*Task inputs*
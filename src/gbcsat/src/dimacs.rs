/*****************************************************************************************[dimacs.rs]
Copyright (c) 2003-2006, Niklas Een, Niklas Sorensson (MiniSat)
Copyright (c) 2007-2010, Niklas Sorensson (MiniSat)
Copyright (c) 2018-2018, Masaki Hara

Permission is hereby granted, free of charge, to any person obtaining a copy of this software and
associated documentation files (the "Software"), to deal in the Software without restriction,
including without limitation the rights to use, copy, modify, merge, publish, distribute,
sublicense, and/or sell copies of the Software, and to permit persons to whom the Software is
furnished to do so, subject to the following conditions:

The above copyright notice and this permission notice shall be included in all copies or
substantial portions of the Software.

THE SOFTWARE IS PROVIDED "AS IS", WITHOUT WARRANTY OF ANY KIND, EXPRESS OR IMPLIED, INCLUDING BUT
NOT LIMITED TO THE WARRANTIES OF MERCHANTABILITY, FITNESS FOR A PARTICULAR PURPOSE AND
NONINFRINGEMENT. IN NO EVENT SHALL THE AUTHORS OR COPYRIGHT HOLDERS BE LIABLE FOR ANY CLAIM,
DAMAGES OR OTHER LIABILITY, WHETHER IN AN ACTION OF CONTRACT, TORT OR OTHERWISE, ARISING FROM, OUT
OF OR IN CONNECTION WITH THE SOFTWARE OR THE USE OR OTHER DEALINGS IN THE SOFTWARE.
**************************************************************************************************/

use {
    crate::{interface::SolverInterface, Lit},
    std::io::{self, BufRead},
};

/// `parse(input, solver, is_strict)` adds the content of `input` to the solver
///
/// ## Params
/// - `is_strict` if true, will fail if the number of clauses does not match the declared header
pub fn parse<S: SolverInterface, R: BufRead>(
    input: &mut R,
    solver: &mut S,
    is_strict: bool,
) -> io::Result<()> {
    let mut lits = vec![];
    let mut num_vars = 0;
    let mut num_clauses = 0;
    let mut num_read_clauses = 0;
    loop {
        skip_whitespace(input)?;
        match next_byte(input)? {
            Some(b'p') => {
                let mut header = [0; 5];
                input.read_exact(&mut header)?;
                if &header != b"p cnf" {
                    return parse_error("PARSE ERROR! Unexpected char: p".to_string());
                }
                num_vars = parse_int(input)?;
                num_clauses = parse_int(input)?;
                // declared variables exist even if they never occur
                if num_vars > 0 {
                    solver.var_of_int(num_vars as u32 - 1);
                }
            }
            Some(b'c') => skip_line(input)?,
            Some(_) => {
                read_clause(input, solver, &mut lits)?;
                solver.add_clause_reuse(&mut lits);
                num_read_clauses += 1;
            }
            None => break,
        }
    }
    if is_strict && num_clauses != num_read_clauses {
        return parse_error(
            "PARSE ERROR! DIMACS header mismatch: wrong number of clauses".to_string(),
        );
    }
    if is_strict && solver.num_vars() as i32 > num_vars {
        return parse_error(
            "PARSE ERROR! DIMACS header mismatch: wrong number of variables".to_string(),
        );
    }
    Ok(())
}

fn read_clause<S: SolverInterface, R: BufRead>(
    input: &mut R,
    solver: &mut S,
    lits: &mut Vec<Lit>,
) -> io::Result<()> {
    lits.clear();
    loop {
        let parsed_lit = parse_int(input)?;
        if parsed_lit == 0 {
            return Ok(());
        }
        let var = (parsed_lit.abs() - 1) as u32;
        let lit = Lit::new(solver.var_of_int(var), parsed_lit > 0);
        lits.push(lit);
    }
}

/// Parse a signed integer, skipping leading whitespace.
pub(crate) fn parse_int<R: BufRead>(input: &mut R) -> io::Result<i32> {
    skip_whitespace(input)?;
    let ch = next_byte(input)?;
    let neg = if ch == Some(b'+') || ch == Some(b'-') {
        input.consume(1);
        ch == Some(b'-')
    } else {
        false
    };
    match next_byte(input)? {
        Some(ch) if ch.is_ascii_digit() => (),
        Some(ch) => {
            return parse_error(format!("PARSE ERROR! Unexpected char: {}", ch as char))
        }
        None => return parse_error("PARSE ERROR! Unexpected EOF".to_string()),
    }
    let mut val: i32 = 0;
    while let Some(ch) = next_byte(input)? {
        if !ch.is_ascii_digit() {
            break;
        }
        input.consume(1);
        val = val
            .checked_mul(10)
            .and_then(|v| v.checked_add((ch - b'0') as i32))
            .ok_or_else(|| {
                io::Error::new(io::ErrorKind::InvalidInput, "PARSE ERROR! Integer overflow")
            })?;
    }
    Ok(if neg { -val } else { val })
}

#[inline(always)]
fn is_whitespace(ch: Option<u8>) -> bool {
    ch.map(|ch| b'\x09' <= ch && ch <= b'\x0d' || ch == b' ')
        .unwrap_or(false)
}

pub(crate) fn skip_whitespace<R: BufRead>(input: &mut R) -> io::Result<()> {
    while is_whitespace(next_byte(input)?) {
        input.consume(1);
    }
    Ok(())
}

pub(crate) fn skip_line<R: BufRead>(input: &mut R) -> io::Result<()> {
    while let Some(ch) = next_byte(input)? {
        input.consume(1);
        if ch == b'\n' {
            break;
        }
    }
    Ok(())
}

pub(crate) fn next_byte<R: BufRead>(input: &mut R) -> io::Result<Option<u8>> {
    Ok(input.fill_buf()?.first().copied())
}

fn parse_error<T>(message: String) -> io::Result<T> {
    Err(io::Error::new(io::ErrorKind::InvalidInput, message))
}

#[cfg(test)]
mod test {
    use super::*;
    use crate::{lbool, BasicSolver};

    #[test]
    fn test_parse_simple() {
        let mut s = BasicSolver::default();
        let mut input = &b"c a comment\np cnf 3 2\n1 -2 0\n2 3 0\n"[..];
        parse(&mut input, &mut s, true).unwrap();
        assert_eq!(s.num_vars(), 3);
        assert_eq!(s.num_clauses(), 2);
    }

    #[test]
    fn test_parse_declares_vars() {
        let mut s = BasicSolver::default();
        let mut input = &b"p cnf 5 1\n1 0\n"[..];
        parse(&mut input, &mut s, true).unwrap();
        assert_eq!(s.num_vars(), 5);
        assert_eq!(s.value_lvl_0(Lit::from_dimacs(1)), lbool::TRUE);
    }

    #[test]
    fn test_parse_strict_mismatch() {
        let mut s = BasicSolver::default();
        let mut input = &b"p cnf 2 3\n1 2 0\n"[..];
        let e = parse(&mut input, &mut s, true).unwrap_err();
        assert_eq!(e.kind(), io::ErrorKind::InvalidInput);

        let mut s = BasicSolver::default();
        let mut input = &b"p cnf 2 3\n1 2 0\n"[..];
        assert!(parse(&mut input, &mut s, false).is_ok());
    }

    #[test]
    fn test_parse_bad_char() {
        let mut s = BasicSolver::default();
        let mut input = &b"p cnf 2 1\n1 x 0\n"[..];
        assert!(parse(&mut input, &mut s, false).is_err());
    }
}
impl ops::Index<u32> for Clause {
    type Output = Lit;
    #[inline(always)]
    fn index(&self, index: u32) -> &Self::Output {
        &self.lits[index as usize]
    }
}
impl ops::IndexMut<u32> for Clause {
    #[inline(always)]
    fn index_mut(&mut self, index: u32) -> &mut Self::Output {
        &mut self.lits[index as usize]
    }
}

#[derive(Clone, Copy, PartialEq, Eq, Debug)]
/// A reference to some clause in a `ClauseAllocator`
pub(crate) struct CRef(u32);

impl CRef {
    pub const UNDEF: CRef = CRef(!0);
}

#[derive(Debug)]
/// Main clause allocator. It stores clauses by index and keeps track of
/// how much space is taken by removed clauses, so that a collection
/// can be triggered.
pub struct ClauseAllocator {
    clauses: Vec<Clause>,
    len: u32,
    wasted: u32,
}

impl ClauseAllocator {
    pub const UNIT_SIZE: u32 = 32;
    pub fn with_start_cap(start_cap: u32) -> Self {
        Self {
            clauses: Vec::with_capacity(start_cap as usize / 4),
            len: 0,
            wasted: 0,
        }
    }
    pub fn new() -> Self {
        Self::with_start_cap(1024)
    }
    /// Used space, in units (one per literal plus one per clause)
    #[inline(always)]
    pub fn len(&self) -> u32 {
        self.len
    }
    pub fn wasted(&self) -> u32 {
        self.wasted
    }

    pub(crate) fn alloc(&mut self, lits: &[Lit], kind: Kind) -> CRef {
        let cr = CRef(self.clauses.len() as u32);
        let c = Clause {
            lits: lits.to_vec(),
            kind,
            removed: false,
            activity: 0.0,
            reloced: None,
        };
        self.len += c.units();
        self.clauses.push(c);
        cr
    }

    /// Mark `cr` as removed. Its literals stay readable until the next collection.
    pub(crate) fn free(&mut self, cr: CRef) {
        let c = &mut self.clauses[cr.0 as usize];
        debug_assert!(!c.removed);
        c.removed = true;
        self.wasted += c.units();
    }

    pub fn free_amount(&mut self, size: u32) {
        self.wasted += size;
    }

    /// Relocate clause `cr` into allocator `to`.
    ///
    /// post condition: `*cr` now contains the index of the copy in `to`
    pub(crate) fn reloc(&mut self, cr: &mut CRef, to: &mut ClauseAllocator) {
        let c = &mut self.clauses[cr.0 as usize];
        if let Some(new_cr) = c.reloced {
            *cr = new_cr;
            return;
        }
        let new_cr = CRef(to.clauses.len() as u32);
        let moved = Clause {
            lits: mem::take(&mut c.lits),
            kind: c.kind,
            removed: c.removed,
            activity: c.activity,
            reloced: None,
        };
        c.reloced = Some(new_cr);
        to.len += moved.units();
        to.clauses.push(moved);
        *cr = new_cr;
    }

    #[inline(always)]
    pub(crate) fn get_ref(&self, cr: CRef) -> &Clause {
        &self.clauses[cr.0 as usize]
    }

    #[inline(always)]
    pub(crate) fn get_mut(&mut self, cr: CRef) -> &mut Clause {
        &mut self.clauses[cr.0 as usize]
    }
}

/// Predicate that decides whether a value `V` is deleted or not
pub trait DeletePred<V> {
    fn deleted(&self, v: &V) -> bool;
}

pub type OccVec<V> = Vec<V>;

#[derive(Debug, Clone)]
/// List of occurrences of objects of type `K` (e.g. literals) in values
/// of type `V` (e.g. clauses)
pub struct OccListsData<K: AsIndex, V> {
    occs: IntMap<K, OccVec<V>>,
    dirty: IntMapBool<K>,
    dirties: Vec<K>, // to know what keys to examine in `clean_all_pred`
}

impl<K: AsIndex, V> OccListsData<K, V> {
    pub fn new() -> Self {
        Self {
            occs: IntMap::new(),
            dirty: IntMapBool::new(),
            dirties: Vec::new(),
        }
    }

    /// Initialize occurrence list for the given `idx`
    pub fn init(&mut self, idx: K) {
        self.occs.reserve_default(idx);
        self.occs[idx].clear();
        self.dirty.reserve(idx);
    }

    /// `oclist.lookup_mut_pred(idx, p)` returns an up-to-date list of occurrences
    /// for `idx`. It will clean up the occurrence list with `p` if it's dirty.
    pub fn lookup_mut_pred<P: DeletePred<V>>(&mut self, idx: K, pred: &P) -> &mut OccVec<V> {
        if self.dirty[idx] {
            self.clean_pred(idx, pred);
        }
        &mut self.occs[idx]
    }

    /// Cleanup entries marked as `dirty` (remove elements for which the predicate
    /// specifies they're deleted)
    pub fn clean_all_pred<P: DeletePred<V>>(&mut self, pred: &P) {
        for &x in &self.dirties {
            // Dirties may contain duplicates so check here if a variable is already cleaned:
            if self.dirty[x] {
                self.occs[x].retain(|x| !pred.deleted(x));
                self.dirty.set(x, false);
            }
        }
        self.dirties.clear();
    }

    /// Cleanup entry at `idx`
    pub fn clean_pred<P: DeletePred<V>>(&mut self, idx: K, pred: &P) {
        self.occs[idx].retain(|x| !pred.deleted(x));
        self.dirty.set(idx, false);
    }

    /// Mark index `K` as dirty, so it can be cleaned up later
    pub fn smudge(&mut self, idx: K) {
        if !self.dirty[idx] {
            self.dirty.insert(idx);
            self.dirties.push(idx);
        }
    }
}

impl<K: AsIndex, V> ops::Index<K> for OccListsData<K, V> {
    type Output = OccVec<V>;
    fn index(&self, index: K) -> &Self::Output {
        &self.occs[index]
    }
}
impl<K: AsIndex, V> ops::IndexMut<K> for OccListsData<K, V> {
    fn index_mut(&mut self, index: K) -> &mut Self::Output {
        &mut self.occs[index]
    }
}

/// Generic interface for objects printable in DIMACS
pub mod display {
    use std::fmt;

    /// Objects that can be printed in DIMACS syntax
    pub trait Print: Sized {
        fn fmt_dimacs(&self, out: &mut fmt::Formatter) -> fmt::Result;

        /// Any type implementing `T` can  be used in a format string by
        /// just using `x.pp_dimacs()` instead of `x`.
        ///
        /// ```
        /// use gbcsat::*;
        /// let v: Vec<Lit> = vec![Lit::from_dimacs(1), Lit::from_dimacs(-2)];
        /// assert_eq!(format!("{}", v.pp_dimacs()), "1 -2 0");
        /// ```
        fn pp_dimacs(&self) -> PrintWrapper<Self> {
            PrintWrapper(&self)
        }
    }

    /// A wrapper that can be used to display objects in format strings
    pub struct PrintWrapper<'a, T: 'a + Print>(&'a T);

    // Whenever `T` is printable in DIMACS, its wrapper implements Display
    impl<'a, T: Print> fmt::Display for PrintWrapper<'a, T> {
        fn fmt(&self, out: &mut fmt::Formatter) -> fmt::Result {
            self.0.fmt_dimacs(out)
        }
    }
}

*Exercise*
Only the lines above that include the word "number" belong in the answer; copy each one.

*Expected answer*
/// - `is_strict` if true, will fail if the number of clauses does not match the declared header
            "PARSE ERROR! DIMACS header mismatch: wrong number of clauses".to_string(),
            "PARSE ERROR! DIMACS header mismatch: wrong number of variables".to_string(),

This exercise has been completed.